Repeating Past Economic Mistakes

Recently I read a pamphlet entitled “Great Myths of the Great Depression” by Lawrence W. Reed of the Foundation for Economic Education (FEE). This article discusses the history of government actions that caused and perpetuated the Great Depression which lasted from 1929 until the middle of World War II. Yes, it was not the free market that caused the stock market to crash and the untenable rise in unemployment and depression, it was governmental policies! And we are increasingly repeating those mistaken policies today. Franklin Delano Roosevelt won the 1932 presidential election in a landslide by condemning incumbent President Hoover’s increasing of tariffs, subsidies and relief schemes. In one year alone under Hoover, from 1930 to 1931, the government’s share of our GNP increased from 16.4 percent to 21.5! Hoover’s agricultural bureaucracy doled out hundreds of millions of dollars to wheat and cotton farmers even as the new tariffs wiped out their markets, and Hoover also pushed for and implemented the largest tax increases in peacetime history.

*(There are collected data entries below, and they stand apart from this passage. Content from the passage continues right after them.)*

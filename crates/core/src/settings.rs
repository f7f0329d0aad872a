//! Flat provider settings and the sources they are loaded from.
//!
//! Settings are never cached by the pipeline: every provider attempt loads them again, so an edited
//! settings file takes effect on the next attempt.

use std::{path::PathBuf, sync::Arc};

use async_trait::async_trait;
use serde::{Deserialize, Serialize};
use tracing::warn;

use crate::{
    error::{ProviderError, SettingsError},
    provider::ProviderKind,
};

#[derive(Clone, Debug, Default, PartialEq, Eq, Serialize, Deserialize)]
#[serde(rename_all = "camelCase", default)]
pub struct Settings {
    pub gemini_api_key: Option<String>,
    pub gemini_model: Option<String>,
    pub openrouter_api_key: Option<String>,
    pub openrouter_model: Option<String>,
    pub deepseek_api_key: Option<String>,
    pub deepseek_model: Option<String>,
    pub local_base_url: Option<String>,
    pub local_model: Option<String>,
}

/// Credentials for one provider, ready for a request.
#[derive(Clone, Debug, PartialEq, Eq)]
pub struct ResolvedProvider {
    /// API key for cloud providers, base URL for the local one.
    pub credential: String,
    pub model: String,
}

fn non_blank(value: &Option<String>) -> Option<&str> {
    value.as_deref().map(str::trim).filter(|v| !v.is_empty())
}

/// `overlay` when it holds a non-blank value, else `base`.
fn prefer(overlay: Option<String>, base: Option<String>) -> Option<String> {
    if non_blank(&overlay).is_some() {
        overlay
    } else {
        base
    }
}

impl Settings {
    fn credential(&self, kind: ProviderKind) -> Option<&str> {
        match kind {
            ProviderKind::Gemini => non_blank(&self.gemini_api_key),
            ProviderKind::Openrouter => non_blank(&self.openrouter_api_key),
            ProviderKind::Deepseek => non_blank(&self.deepseek_api_key),
            ProviderKind::Local => non_blank(&self.local_base_url),
        }
    }

    fn model_override(&self, kind: ProviderKind) -> Option<&str> {
        match kind {
            ProviderKind::Gemini => non_blank(&self.gemini_model),
            ProviderKind::Openrouter => non_blank(&self.openrouter_model),
            ProviderKind::Deepseek => non_blank(&self.deepseek_model),
            ProviderKind::Local => non_blank(&self.local_model),
        }
    }

    /// Credentials and model for `kind`, or `NotConfigured` when the credential is missing or blank.
    pub fn resolve(&self, kind: ProviderKind) -> Result<ResolvedProvider, ProviderError> {
        let credential = self
            .credential(kind)
            .ok_or(ProviderError::NotConfigured {
                what: if kind.is_local() {
                    "base URL"
                } else {
                    "API key"
                },
            })?;

        let model = self
            .model_override(kind)
            .unwrap_or(kind.config().model)
            .to_string();

        Ok(ResolvedProvider {
            credential: credential.trim_end_matches('/').to_string(),
            model,
        })
    }

    /// False when not a single provider has credentials.
    pub fn is_configured(&self) -> bool {
        ProviderKind::CASCADE_ORDER
            .iter()
            .any(|kind| self.credential(*kind).is_some())
    }

    /// Non-blank values in `overlay` replace the ones in `self`.
    pub fn merge(self, overlay: Settings) -> Settings {
        Settings {
            gemini_api_key: prefer(overlay.gemini_api_key, self.gemini_api_key),
            gemini_model: prefer(overlay.gemini_model, self.gemini_model),
            openrouter_api_key: prefer(overlay.openrouter_api_key, self.openrouter_api_key),
            openrouter_model: prefer(overlay.openrouter_model, self.openrouter_model),
            deepseek_api_key: prefer(overlay.deepseek_api_key, self.deepseek_api_key),
            deepseek_model: prefer(overlay.deepseek_model, self.deepseek_model),
            local_base_url: prefer(overlay.local_base_url, self.local_base_url),
            local_model: prefer(overlay.local_model, self.local_model),
        }
    }
}

#[async_trait]
pub trait SettingsSource: Send + Sync {
    async fn load(&self) -> Result<Settings, SettingsError>;
}

#[async_trait]
impl SettingsSource for Settings {
    async fn load(&self) -> Result<Settings, SettingsError> {
        Ok(self.clone())
    }
}

/// Reads credentials from the environment (`GEMINI_API_KEY`, `OLLAMA_BASE_URL`, ...).
pub struct EnvSettings;

impl EnvSettings {
    fn var(name: &str) -> Option<String> {
        std::env::var(name).ok().filter(|v| !v.trim().is_empty())
    }
}

#[async_trait]
impl SettingsSource for EnvSettings {
    async fn load(&self) -> Result<Settings, SettingsError> {
        let key = |kind: ProviderKind| Self::var(kind.config().env_var);
        let model = |kind: ProviderKind| Self::var(kind.config().model_env_var);

        Ok(Settings {
            gemini_api_key: key(ProviderKind::Gemini),
            gemini_model: model(ProviderKind::Gemini),
            openrouter_api_key: key(ProviderKind::Openrouter),
            openrouter_model: model(ProviderKind::Openrouter),
            deepseek_api_key: key(ProviderKind::Deepseek),
            deepseek_model: model(ProviderKind::Deepseek),
            local_base_url: key(ProviderKind::Local),
            local_model: model(ProviderKind::Local),
        })
    }
}

/// A JSON settings file. A missing file is an empty record, not an error.
pub struct FileSettings {
    path: PathBuf,
}

impl FileSettings {
    pub fn new(path: impl Into<PathBuf>) -> Self {
        Self { path: path.into() }
    }

    pub fn default_path() -> PathBuf {
        dirs::config_dir()
            .unwrap_or_else(|| PathBuf::from("."))
            .join("skimmer")
            .join("settings.json")
    }

}

#[async_trait]
impl SettingsSource for FileSettings {
    async fn load(&self) -> Result<Settings, SettingsError> {
        let content = match tokio::fs::read_to_string(&self.path).await {
            Ok(content) => content,
            Err(e) if e.kind() == std::io::ErrorKind::NotFound => return Ok(Settings::default()),
            Err(source) => {
                return Err(SettingsError::Read {
                    path: self.path.display().to_string(),
                    source,
                });
            }
        };

        Ok(serde_json::from_str(&content)?)
    }
}

/// Stacks sources; later layers win field by field. A layer that fails to load is logged and
/// skipped so the remaining layers still apply.
pub struct LayeredSettings {
    layers: Vec<Arc<dyn SettingsSource>>,
}

impl LayeredSettings {
    pub fn new(layers: Vec<Arc<dyn SettingsSource>>) -> Self {
        Self { layers }
    }
}

#[async_trait]
impl SettingsSource for LayeredSettings {
    async fn load(&self) -> Result<Settings, SettingsError> {
        let mut merged = Settings::default();
        for layer in &self.layers {
            match layer.load().await {
                Ok(settings) => merged = merged.merge(settings),
                Err(e) => warn!(error = %e, "skipping unreadable settings layer"),
            }
        }
        Ok(merged)
    }
}

#[cfg(test)]
mod tests {
    use super::*;

    #[test]
    fn resolve_uses_default_model_without_override() {
        let settings = Settings {
            deepseek_api_key: Some("sk-test".into()),
            ..Default::default()
        };

        let resolved = settings.resolve(ProviderKind::Deepseek).unwrap();
        assert_eq!(resolved.credential, "sk-test");
        assert_eq!(resolved.model, "deepseek-chat");
    }

    #[test]
    fn blank_credentials_are_not_configured() {
        let settings = Settings {
            gemini_api_key: Some("   ".into()),
            local_model: Some("mistral".into()),
            ..Default::default()
        };

        assert!(matches!(
            settings.resolve(ProviderKind::Gemini),
            Err(ProviderError::NotConfigured { what: "API key" })
        ));
        assert!(matches!(
            settings.resolve(ProviderKind::Local),
            Err(ProviderError::NotConfigured { what: "base URL" })
        ));
        assert!(!settings.is_configured());
    }

    #[test]
    fn local_base_url_alone_counts_as_configured() {
        let settings = Settings {
            local_base_url: Some("http://localhost:11434/".into()),
            local_model: Some("mistral".into()),
            ..Default::default()
        };

        assert!(settings.is_configured());
        let resolved = settings.resolve(ProviderKind::Local).unwrap();
        assert_eq!(resolved.credential, "http://localhost:11434");
        assert_eq!(resolved.model, "mistral");
    }

    #[test]
    fn settings_parse_from_flat_camel_case_record() {
        let settings: Settings = serde_json::from_str(
            r#"{"openrouterApiKey":"or-key","openrouterModel":"x/y","unknownKey":true}"#,
        )
        .unwrap();

        assert_eq!(settings.openrouter_api_key.as_deref(), Some("or-key"));
        assert_eq!(settings.openrouter_model.as_deref(), Some("x/y"));
        assert_eq!(settings.gemini_api_key, None);
    }

    #[tokio::test]
    async fn layered_sources_overlay_field_by_field() {
        let base = Settings {
            gemini_api_key: Some("file-key".into()),
            gemini_model: Some("file-model".into()),
            ..Default::default()
        };
        let overlay = Settings {
            gemini_api_key: Some("env-key".into()),
            ..Default::default()
        };

        let layered = LayeredSettings::new(vec![Arc::new(base), Arc::new(overlay)]);
        let settings = layered.load().await.unwrap();

        assert_eq!(settings.gemini_api_key.as_deref(), Some("env-key"));
        assert_eq!(settings.gemini_model.as_deref(), Some("file-model"));
    }

    #[tokio::test]
    async fn layered_sources_ignore_blank_overlay() {
        let file = Settings {
            gemini_api_key: Some("file-key".into()),
            ..Default::default()
        };
        let env = Settings {
            gemini_api_key: Some("".into()),
            gemini_model: Some("  ".into()),
            ..Default::default()
        };

        let layered = LayeredSettings::new(vec![Arc::new(file), Arc::new(env)]);
        let settings = layered.load().await.unwrap();

        assert_eq!(settings.gemini_api_key.as_deref(), Some("file-key"));
        let resolved = settings.resolve(ProviderKind::Gemini).unwrap();
        assert_eq!(resolved.credential, "file-key");
        assert_eq!(resolved.model, "gemini-2.0-flash");
    }

    #[tokio::test]
    async fn unreadable_layer_does_not_hide_the_others() {
        let dir = tempfile::tempdir().unwrap();
        let path = dir.path().join("settings.json");
        tokio::fs::write(&path, "{ not json").await.unwrap();
        let env = Settings {
            gemini_api_key: Some("env-key".into()),
            ..Default::default()
        };

        let layered = LayeredSettings::new(vec![Arc::new(FileSettings::new(&path)), Arc::new(env)]);
        let settings = layered.load().await.unwrap();

        assert!(settings.is_configured());
        assert_eq!(settings.gemini_api_key.as_deref(), Some("env-key"));
    }

    #[tokio::test]
    async fn missing_settings_file_is_empty() {
        let dir = tempfile::tempdir().unwrap();
        let source = FileSettings::new(dir.path().join("settings.json"));

        assert_eq!(source.load().await.unwrap(), Settings::default());
    }

    #[tokio::test]
    async fn settings_file_is_reread_on_every_load() {
        let dir = tempfile::tempdir().unwrap();
        let path = dir.path().join("settings.json");
        let source = FileSettings::new(&path);

        tokio::fs::write(&path, r#"{"geminiApiKey":"first"}"#)
            .await
            .unwrap();
        assert_eq!(
            source.load().await.unwrap().gemini_api_key.as_deref(),
            Some("first")
        );

        tokio::fs::write(&path, r#"{"geminiApiKey":"second"}"#)
            .await
            .unwrap();
        assert_eq!(
            source.load().await.unwrap().gemini_api_key.as_deref(),
            Some("second")
        );
    }
}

Roosevelt’s political approach as a candidate was completely successful but, when he became president, Roosevelt not only adopted Hoover’s policies, he expanded them. Since space is limited here I can only address a few of these actions. But, among other things, Roosevelt seized people’s gold holdings and devalued the dollar by 40 percent. He also raised taxes “on the wealthy” to a height of 90 percent. Of course, the truth is that when you tax productive people that reduces their incentives to invest and produce which, in turn, negatively affects the economy for everyone. Roosevelt also promoted minimum wage laws, which directly priced many inexperienced, young and unskilled workers out of the labor market (for example, in 1933 just one of these laws put an estimated 500,000 Black workers out of a job.) Roosevelt also promoted and then signed legislation that created agencies like the Civil Works Administration that paid public money to people to perform all kinds of needless work (CWA Director Harry Hopkins was once quoted as saying that “I’ve got four million at work but, for God’s sake, don’t ask me what they are doing.”)

Roosevelt also prohibited banks from having branch offices so that they could diversify, which caused thousands of our banks to go out of business. (In the meantime, Canada, which permitted branch banking, did not have a single failure.) The article goes on and on about these government-caused calamities. But the two lessons we simply must learn today from those failures are that it is the free market that creates wealth, while government restrictions reduce it, and inflation, which is an economic killer, is caused by easy money and easy credit being delivered by government for people who are “entitled.” The old saying is that “He who does not remember the mistakes from the past are often going to repeat them,” and that is what we the voters must keep in mind when we choose our elected officials to “lead” us in the future. This article is a reprint of an original post published on Judge Jim Gray's site. The views expressed in it are those of the author and not necessarily the views of the Libertarian Party of Orange County.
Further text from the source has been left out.